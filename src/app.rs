//! App state and core application logic
//!
//! Manages the screen state machine and navigation stack, turns key presses
//! into state changes, and queues the network work those changes require.
//! The event loop drains [`Effect`]s, runs them on tasks, and feeds the
//! results back as [`AppEvent`]s.

use anyhow::Result;
use crossterm::event::{KeyCode, KeyEvent, KeyModifiers};

use crate::discovery::{DiscoverRequest, DiscoveryState, PlatformSet, SwipeDirection, SwipeOutcome};
use crate::models::{Movie, Opinion, Platform, WatchlistPage};
use crate::watchlist::{PageRequest, WatchlistState};

/// Posters per row on the watchlist screen
pub const WATCHLIST_COLUMNS: usize = 3;

// =============================================================================
// App State Enum
// =============================================================================

/// Application state enum representing current screen
#[derive(Debug, Clone, Copy, PartialEq, Eq, Default)]
pub enum AppState {
    /// Swipeable deck of candidates
    #[default]
    Discover,
    /// Platform selector overlay
    Filter,
    /// Grid of "want to watch" movies
    Watchlist,
    /// Full movie info
    Detail,
}

// =============================================================================
// Effects and Events
// =============================================================================

/// Network work requested by a state change
#[derive(Debug, Clone, PartialEq)]
pub enum Effect {
    Discover {
        request: DiscoverRequest,
        platforms: Vec<Platform>,
    },
    RecordOpinion {
        movie_id: u64,
        opinion: Opinion,
    },
    Watchlist(PageRequest),
}

/// Result of an effect, delivered back to the UI loop
#[derive(Debug)]
pub enum AppEvent {
    Discovered(DiscoverRequest, Result<Vec<Movie>>),
    WatchlistLoaded(PageRequest, Result<WatchlistPage>),
}

// =============================================================================
// Grid Selection State
// =============================================================================

/// Selection state for the poster grid
#[derive(Debug, Clone, PartialEq, Eq)]
pub struct GridState {
    pub selected: usize,
    /// First visible row
    pub offset: usize,
    pub len: usize,
    pub columns: usize,
    /// Rows that fit on screen at the last render, 0 until drawn
    pub visible_rows: usize,
}

impl GridState {
    pub fn new(len: usize, columns: usize) -> Self {
        Self {
            selected: 0,
            offset: 0,
            len,
            columns: columns.max(1),
            visible_rows: 0,
        }
    }

    pub fn row(&self) -> usize {
        self.selected / self.columns
    }

    pub fn rows(&self) -> usize {
        self.len.div_ceil(self.columns)
    }

    /// Whether the selection sits on the last row
    pub fn at_last_row(&self) -> bool {
        self.len > 0 && self.row() + 1 >= self.rows()
    }

    pub fn left(&mut self) {
        self.selected = self.selected.saturating_sub(1);
    }

    pub fn right(&mut self) {
        if self.selected + 1 < self.len {
            self.selected += 1;
        }
    }

    pub fn up(&mut self) {
        if self.selected >= self.columns {
            self.selected -= self.columns;
        }
    }

    /// Move down a row, landing on the last item of a short final row
    pub fn down(&mut self) {
        if self.row() + 1 < self.rows() {
            self.selected = (self.selected + self.columns).min(self.len - 1);
        }
    }

    /// Keep the selected row inside a viewport of `visible_rows`
    pub fn scroll_into_view(&mut self, visible_rows: usize) {
        self.visible_rows = visible_rows;
        let row = self.row();
        if row < self.offset {
            self.offset = row;
        } else if visible_rows > 0 && row >= self.offset + visible_rows {
            self.offset = row + 1 - visible_rows;
        }
    }

    /// Whether every row is on screen, so scrolling can't reach the end
    pub fn fits_viewport(&self) -> bool {
        self.visible_rows > 0 && self.rows() <= self.visible_rows
    }

    /// Update length (e.g., when a page arrives)
    pub fn set_len(&mut self, len: usize) {
        self.len = len;
        if len == 0 {
            self.selected = 0;
            self.offset = 0;
        } else if self.selected >= len {
            self.selected = len - 1;
        }
    }
}

// =============================================================================
// Main Application State
// =============================================================================

/// Main application state
#[derive(Debug)]
pub struct App {
    /// Current screen
    pub state: AppState,
    /// Navigation history stack
    pub nav_stack: Vec<AppState>,
    /// Whether the app is running
    pub running: bool,

    pub discovery: DiscoveryState,
    pub watchlist: WatchlistState,
    pub grid: GridState,
    /// Highlighted row in the platform selector
    pub filter_cursor: usize,
    /// Movie shown on the detail screen
    pub detail: Option<Movie>,
    /// Last swipe, for the overlay label
    pub last_swipe: Option<SwipeOutcome>,

    effects: Vec<Effect>,
}

impl Default for App {
    fn default() -> Self {
        Self::new(PlatformSet::default_selection())
    }
}

impl App {
    /// Create a new App with the given platform filter
    pub fn new(platforms: PlatformSet) -> Self {
        Self {
            state: AppState::Discover,
            nav_stack: Vec::new(),
            running: true,
            discovery: DiscoveryState::with_platforms(platforms),
            watchlist: WatchlistState::new(),
            grid: GridState::new(0, WATCHLIST_COLUMNS),
            filter_cursor: 0,
            detail: None,
            last_swipe: None,
            effects: Vec::new(),
        }
    }

    /// Queue the first discovery load
    pub fn start(&mut self) {
        let request = self.discovery.begin_initial();
        self.queue_discover(request);
    }

    /// Drain queued effects
    pub fn take_effects(&mut self) -> Vec<Effect> {
        std::mem::take(&mut self.effects)
    }

    fn queue_discover(&mut self, request: DiscoverRequest) {
        self.effects.push(Effect::Discover {
            request,
            platforms: self.discovery.platforms.to_vec(),
        });
    }

    /// Navigate to a new state, pushing current to stack
    pub fn navigate(&mut self, state: AppState) {
        if self.state == state {
            return;
        }
        self.nav_stack.push(self.state);
        self.state = state;
        self.on_enter(state);
    }

    /// Switch between the two top-level tabs without growing the stack
    pub fn switch_tab(&mut self, state: AppState) {
        self.nav_stack.clear();
        if self.state != state {
            self.state = state;
            self.on_enter(state);
        }
    }

    /// Screen focus hooks
    fn on_enter(&mut self, state: AppState) {
        match state {
            AppState::Watchlist => self.refresh_watchlist(),
            AppState::Filter => {
                self.discovery.edit_filter();
                self.filter_cursor = 0;
            }
            AppState::Discover | AppState::Detail => {}
        }
    }

    /// Go back to previous state
    pub fn back(&mut self) -> bool {
        if let Some(prev) = self.nav_stack.pop() {
            self.state = prev;
            // Regaining focus reloads the list; the filter hook must not rerun
            if prev == AppState::Watchlist {
                self.refresh_watchlist();
            }
            true
        } else {
            false
        }
    }

    /// Quit the application
    pub fn quit(&mut self) {
        self.running = false;
    }

    /// Open the detail screen for a movie
    pub fn open_detail(&mut self, movie: Movie) {
        self.detail = Some(movie);
        self.navigate(AppState::Detail);
    }

    // -------------------------------------------------------------------------
    // Discovery
    // -------------------------------------------------------------------------

    /// Swipe the top card and queue the opinion (and a prefetch if due)
    pub fn swipe(&mut self, direction: SwipeDirection) {
        let Some(outcome) = self.discovery.swipe(direction) else {
            return;
        };

        self.effects.push(Effect::RecordOpinion {
            movie_id: outcome.movie_id,
            opinion: outcome.opinion,
        });
        if outcome.prefetch {
            self.queue_discover(DiscoverRequest::Prefetch);
        }
        self.last_swipe = Some(outcome);
    }

    /// Confirm the platform selector
    pub fn apply_filter(&mut self) {
        if let Some(request) = self.discovery.apply_filter() {
            self.last_swipe = None;
            self.queue_discover(request);
        }
        self.back();
    }

    // -------------------------------------------------------------------------
    // Watchlist
    // -------------------------------------------------------------------------

    /// Reload the watchlist from page 1
    pub fn refresh_watchlist(&mut self) {
        if let Some(request) = self.watchlist.begin(true) {
            self.effects.push(Effect::Watchlist(request));
        }
    }

    /// Fetch the next page once the selection reaches the end of the list
    fn load_more_if_at_end(&mut self) {
        if self.grid.len == 0 || self.grid.at_last_row() {
            self.load_more();
        }
    }

    fn load_more(&mut self) {
        if self.watchlist.is_busy() {
            return;
        }
        if let Some(request) = self.watchlist.begin(false) {
            self.effects.push(Effect::Watchlist(request));
        }
    }

    pub fn selected_watchlist_movie(&self) -> Option<&Movie> {
        self.watchlist.movies.get(self.grid.selected)
    }

    // -------------------------------------------------------------------------
    // Async results
    // -------------------------------------------------------------------------

    /// Apply the result of a finished effect
    pub fn handle_event(&mut self, event: AppEvent) {
        match event {
            AppEvent::Discovered(request, result) => self.discovery.apply(request, result),
            AppEvent::WatchlistLoaded(request, result) => {
                let grew = matches!(&result, Ok(page) if !page.movies.is_empty());
                if request.reset && result.is_ok() {
                    let visible_rows = self.grid.visible_rows;
                    self.grid = GridState::new(0, WATCHLIST_COLUMNS);
                    self.grid.visible_rows = visible_rows;
                }
                self.watchlist.apply(request, result);
                self.grid.set_len(self.watchlist.movies.len());

                // A short list never scrolls to its end, so keep filling
                if grew && self.grid.fits_viewport() {
                    self.load_more();
                }
            }
        }
    }

    // -------------------------------------------------------------------------
    // Keyboard Event Handling
    // -------------------------------------------------------------------------

    /// Handle keyboard event, returns true if event was consumed
    pub fn handle_key(&mut self, key: KeyEvent) -> bool {
        if key.code == KeyCode::Char('c') && key.modifiers.contains(KeyModifiers::CONTROL) {
            self.quit();
            return true;
        }

        match key.code {
            KeyCode::Char('q') if self.state != AppState::Filter => {
                self.quit();
                return true;
            }
            KeyCode::Esc => {
                return self.back();
            }
            KeyCode::Char('1') if self.state != AppState::Filter => {
                self.switch_tab(AppState::Discover);
                return true;
            }
            KeyCode::Char('2') | KeyCode::Char('w') if self.state != AppState::Filter => {
                self.switch_tab(AppState::Watchlist);
                return true;
            }
            _ => {}
        }

        match self.state {
            AppState::Discover => self.handle_discover_key(key),
            AppState::Filter => self.handle_filter_key(key),
            AppState::Watchlist => self.handle_watchlist_key(key),
            AppState::Detail => false,
        }
    }

    fn handle_discover_key(&mut self, key: KeyEvent) -> bool {
        match key.code {
            KeyCode::Left | KeyCode::Char('h') => self.swipe(SwipeDirection::Left),
            KeyCode::Right | KeyCode::Char('l') => self.swipe(SwipeDirection::Right),
            KeyCode::Up | KeyCode::Char('k') => self.swipe(SwipeDirection::Up),
            KeyCode::Down | KeyCode::Char('j') => self.swipe(SwipeDirection::Down),
            KeyCode::Char(' ') | KeyCode::Char('i') => self.discovery.flip(),
            KeyCode::Char('f') => self.navigate(AppState::Filter),
            KeyCode::Enter => {
                if let Some(movie) = self.discovery.current().cloned() {
                    self.open_detail(movie);
                }
            }
            _ => return false,
        }
        true
    }

    fn handle_filter_key(&mut self, key: KeyEvent) -> bool {
        match key.code {
            KeyCode::Up | KeyCode::Char('k') => {
                self.filter_cursor = self.filter_cursor.saturating_sub(1);
            }
            KeyCode::Down | KeyCode::Char('j') => {
                if self.filter_cursor + 1 < Platform::ALL.len() {
                    self.filter_cursor += 1;
                }
            }
            KeyCode::Char(' ') => {
                let platform = Platform::ALL[self.filter_cursor];
                self.discovery.toggle_pending(platform);
            }
            KeyCode::Enter => self.apply_filter(),
            _ => return false,
        }
        true
    }

    fn handle_watchlist_key(&mut self, key: KeyEvent) -> bool {
        match key.code {
            KeyCode::Left | KeyCode::Char('h') => self.grid.left(),
            KeyCode::Right | KeyCode::Char('l') => {
                self.grid.right();
                self.load_more_if_at_end();
            }
            KeyCode::Up | KeyCode::Char('k') => self.grid.up(),
            KeyCode::Down | KeyCode::Char('j') => {
                self.grid.down();
                self.load_more_if_at_end();
            }
            KeyCode::Char('r') => self.refresh_watchlist(),
            KeyCode::Enter => {
                if let Some(movie) = self.selected_watchlist_movie().cloned() {
                    self.open_detail(movie);
                }
            }
            _ => return false,
        }
        true
    }
}

// =============================================================================
// Unit Tests
// =============================================================================
//! blip backend API client
//!
//! Thin wrapper over the three REST endpoints the app consumes:
//! discovery, opinion recording and the per-user movie lists.
//! No retries: a failed call is reported once and the caller decides.

use anyhow::Result;
use reqwest::StatusCode;
use serde::Deserialize;
use std::time::{Duration, SystemTime, UNIX_EPOCH};
use thiserror::Error;
use tracing::debug;

use crate::models::{Movie, MovieRecord, Opinion, OpinionRequest, Platform, WatchlistPage};

/// Default backend URL when nothing is configured
pub const DEFAULT_API_URL: &str = "http://localhost:5000";

/// Backend API error types
#[derive(Error, Debug)]
pub enum BlipError {
    #[error("Resource not found (404)")]
    NotFound,

    #[error("Server error: {0}")]
    ServerError(u16),

    #[error("Invalid response: {0}")]
    InvalidResponse(String),

    #[error("Request failed: {0}")]
    RequestFailed(#[from] reqwest::Error),
}

/// blip backend client
#[derive(Debug, Clone)]
pub struct BlipClient {
    base_url: String,
    user_id: u64,
    client: reqwest::Client,
}

impl BlipClient {
    /// Create a client for the given backend and user
    pub fn new(base_url: impl Into<String>, user_id: u64) -> Self {
        let base_url: String = base_url.into();
        Self {
            base_url: base_url.trim_end_matches('/').to_string(),
            user_id,
            client: reqwest::Client::builder()
                .timeout(Duration::from_secs(30))
                .build()
                .unwrap_or_default(),
        }
    }

    pub fn base_url(&self) -> &str {
        &self.base_url
    }

    pub fn user_id(&self) -> u64 {
        self.user_id
    }

    /// Turn a response into a parsed body or a typed error
    async fn parse<T: for<'de> Deserialize<'de>>(response: reqwest::Response) -> Result<T> {
        match response.status() {
            status if status.is_success() => {
                let body = response.text().await.map_err(BlipError::from)?;
                let parsed: T = serde_json::from_str(&body).map_err(|e| {
                    BlipError::InvalidResponse(format!("JSON parse error: {}", e))
                })?;
                Ok(parsed)
            }
            StatusCode::NOT_FOUND => Err(BlipError::NotFound.into()),
            status => Err(BlipError::ServerError(status.as_u16()).into()),
        }
    }

    /// Fetch a batch of candidate movies available on any of `platforms`
    pub async fn discover(&self, platforms: &[Platform]) -> Result<Vec<Movie>> {
        let url = format!("{}/discover-movies", self.base_url);
        let platforms_csv = platforms
            .iter()
            .map(|p| p.wire_name())
            .collect::<Vec<_>>()
            .join(",");

        debug!(user_id = self.user_id, platforms = %platforms_csv, "discovering movies");

        let response = self
            .client
            .get(&url)
            .query(&[
                ("user_id", self.user_id.to_string()),
                ("platforms", platforms_csv),
            ])
            .header("Accept", "application/json")
            .send()
            .await
            .map_err(BlipError::from)?;

        let records: Vec<MovieRecord> = Self::parse(response).await?;
        Ok(records.into_iter().map(MovieRecord::into_movie).collect())
    }

    /// Record the user's opinion of a movie
    pub async fn record_opinion(&self, movie_id: u64, opinion: Opinion) -> Result<()> {
        let url = format!("{}/user/{}/movie", self.base_url, self.user_id);
        debug!(movie_id, opinion = opinion.tag(), "recording opinion");

        let response = self
            .client
            .post(&url)
            .json(&OpinionRequest { movie_id, opinion })
            .send()
            .await
            .map_err(BlipError::from)?;

        match response.status() {
            status if status.is_success() => Ok(()),
            StatusCode::NOT_FOUND => Err(BlipError::NotFound.into()),
            status => Err(BlipError::ServerError(status.as_u16()).into()),
        }
    }

    /// Fetch one page of the user's movies tagged with `opinion`
    pub async fn user_movies(&self, opinion: Opinion, page: u32) -> Result<WatchlistPage> {
        let url = format!("{}/user/{}/movies", self.base_url, self.user_id);
        debug!(opinion = opinion.tag(), page, "fetching user movies");

        let response = self
            .client
            .get(&url)
            .query(&[
                ("opinion", opinion.tag().to_string()),
                ("page", page.to_string()),
                ("t", cache_bust_token()),
            ])
            .header("Accept", "application/json")
            .send()
            .await
            .map_err(BlipError::from)?;

        let raw: UserMoviesResponse = Self::parse(response).await?;
        Ok(raw.into_page())
    }

    /// Fetch one page of the "want to watch" list
    pub async fn watchlist(&self, page: u32) -> Result<WatchlistPage> {
        self.user_movies(Opinion::WantToWatch, page).await
    }
}

/// Timestamp token that defeats intermediate HTTP caches
fn cache_bust_token() -> String {
    let millis = SystemTime::now()
        .duration_since(UNIX_EPOCH)
        .map(|d| d.as_millis())
        .unwrap_or(0);
    format!("{}r", millis)
}

// =============================================================================
// Response Structures (internal deserialization)
// =============================================================================

/// Paged object, or a bare array from backends that do not paginate
#[derive(Debug, Deserialize)]
#[serde(untagged)]
enum UserMoviesResponse {
    Paged {
        movies: Vec<MovieRecord>,
        #[serde(default)]
        has_more: bool,
    },
    Bare(Vec<MovieRecord>),
}

impl UserMoviesResponse {
    fn into_page(self) -> WatchlistPage {
        let (records, has_more) = match self {
            UserMoviesResponse::Paged { movies, has_more } => (movies, has_more),
            UserMoviesResponse::Bare(movies) => (movies, false),
        };
        WatchlistPage {
            movies: records.into_iter().map(MovieRecord::into_movie).collect(),
            has_more,
        }
    }
}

• Work item: Your task is to copy every line of the entries that contains the string "crate".

• Solution below:
use crate::discovery::{DiscoverRequest, DiscoveryState, PlatformSet, SwipeDirection, SwipeOutcome};
use crate::models::{Movie, Opinion, Platform, WatchlistPage};
use crate::watchlist::{PageRequest, WatchlistState};
use crate::models::{Movie, MovieRecord, Opinion, OpinionRequest, Platform, WatchlistPage};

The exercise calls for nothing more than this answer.